Affine set is a shifted subspace. Affine hull (仿射包) is the smallest (intersection of all) affine set containing a set. The affine dimension of a set is the dimension of its affine hull. A set of vectors are affinely independent if when picking one as the origin, the rest are linearly independent. The number of affinely independent vectors in a set cannot be more than one plus the affine dimension of these vectors, if finite. The relative interior of a set is the intersection of its interior and its affine hull.

Generalized inequality

A set is a cone, if it is scale invariant. A cone is pointed if it contains no line. A cone is solid if it has nonempty interior. A proper cone (真锥) is a pointed, closed solid, convex cone. Generated cone \(\text{cone}(C)\) is the cone generated by a set is the nonnegative span of it. A cone is finitely generated, if it is generated by a finite set of vectors. A vector is a direction of recession of a convex set, if arbitrary shifts of the set along this vector are within the set. The recession cone of a set is the cone generated by its recession directions.

A generalized inequality is the partial ordering on \(\mathbb{R}^n\) associated with a proper cone \(K\). Vector inequality is a special case of generalized inequality where the associated cone is the non-negative cone.

\[\begin{align} x \preceq_K y, y \succeq_K x &\Leftrightarrow y−x \in K \ x \prec_K y, y \succ_K x &\Leftrightarrow y−x \in \text{int}(K) \end{align}\]
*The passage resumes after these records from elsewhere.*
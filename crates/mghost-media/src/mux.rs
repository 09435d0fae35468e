//! Audio probing and lossless remuxing.

use async_trait::async_trait;
use std::path::{Path, PathBuf};
use std::time::Duration;
use tracing::{debug, info};

use mghost_models::AudioStreamInfo;

use crate::command::{FfmpegCommand, FfmpegRunner};
use crate::config::EngineConfig;
use crate::error::{MediaError, MediaResult};
use crate::probe::probe_audio_stream;

/// Audio side of the pipeline: find out whether a source has audio, and
/// copy it next to a freshly encoded video stream.
#[async_trait]
pub trait MediaMuxer: Send + Sync {
    /// First audio stream of `path`, or `None` when there is none.
    async fn probe_audio(&self, path: &Path) -> MediaResult<Option<AudioStreamInfo>>;

    /// Write `output` with the video of `video` and the audio of
    /// `audio_source`, both stream-copied, trimmed to the shorter stream.
    async fn remux(&self, video: &Path, audio_source: &Path, output: &Path) -> MediaResult<()>;
}

/// FFmpeg/FFprobe subprocess muxer.
#[derive(Debug, Clone)]
pub struct FfmpegMuxer {
    ffmpeg: PathBuf,
    ffprobe: PathBuf,
    mux_timeout: Duration,
    probe_timeout: Duration,
}

impl FfmpegMuxer {
    pub fn new(config: &EngineConfig) -> Self {
        Self {
            ffmpeg: config.ffmpeg_path.clone(),
            ffprobe: config.ffprobe_path.clone(),
            mux_timeout: config.mux_timeout,
            probe_timeout: config.probe_timeout,
        }
    }

    /// The remux command line.
    pub fn remux_command(video: &Path, audio_source: &Path, output: &Path) -> FfmpegCommand {
        FfmpegCommand::new(video, output)
            .add_input(audio_source)
            .stream_copy()
            .map("0:v:0")
            .map("1:a:0")
            .shortest()
    }
}

#[async_trait]
impl MediaMuxer for FfmpegMuxer {
    async fn probe_audio(&self, path: &Path) -> MediaResult<Option<AudioStreamInfo>> {
        probe_audio_stream(&self.ffprobe, path, self.probe_timeout).await
    }

    async fn remux(&self, video: &Path, audio_source: &Path, output: &Path) -> MediaResult<()> {
        let cmd = Self::remux_command(video, audio_source, output);
        debug!(
            video = %video.display(),
            audio = %audio_source.display(),
            output = %output.display(),
            "Merging audio"
        );

        FfmpegRunner::new(&self.ffmpeg)
            .with_timeout(self.mux_timeout)
            .run(&cmd)
            .await
            .map_err(|e| match e {
                MediaError::FfmpegFailed {
                    message, stderr, ..
                } => MediaError::AudioMergeFailure(match stderr {
                    Some(stderr) if !stderr.is_empty() => format!("{}: {}", message, stderr),
                    _ => message,
                }),
                other => other,
            })?;

        info!(output = %output.display(), "Audio merged");
        Ok(())
    }
}

#[cfg(test)]
mod tests {
    use super::*;

    #[test]
    fn test_remux_command_shape() {
        let args = FfmpegMuxer::remux_command(
            Path::new("v_temp_no_audio.mp4"),
            Path::new("source.mp4"),
            Path::new("v.mp4"),
        )
        .build_args();

        let joined = args.join(" ");
        assert!(joined.starts_with("-y "));
        assert!(joined.contains("-i v_temp_no_audio.mp4 -i source.mp4"));
        assert!(joined.contains("-c copy"));
        assert!(joined.contains("-map 0:v:0 -map 1:a:0"));
        assert!(joined.contains("-shortest"));
        assert_eq!(args.last().unwrap(), "v.mp4");
    }

    #[tokio::test]
    async fn test_missing_ffmpeg_is_an_error() {
        let config = EngineConfig {
            ffmpeg_path: PathBuf::from("/nonexistent/ffmpeg"),
            ..Default::default()
        };
        let muxer = FfmpegMuxer::new(&config);
        let result = muxer
            .remux(Path::new("a.mp4"), Path::new("b.mp4"), Path::new("c.mp4"))
            .await;
        assert!(result.is_err());
    }
}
An element of a multidimensional set is the minimum element (最小元) w.r.t. a generalized inequality \(\preceq_K\), if it is no greater than any other element in the set in such partial ordering: \(S \subseteq \{x\} + K\). Similarly, An element of a multidimensional set is the maximum element w.r.t. a generalized inequality \(\succeq_K\), if it is no less than any other element in the set in such partial ordering: \(S \subseteq \{x\} - K\).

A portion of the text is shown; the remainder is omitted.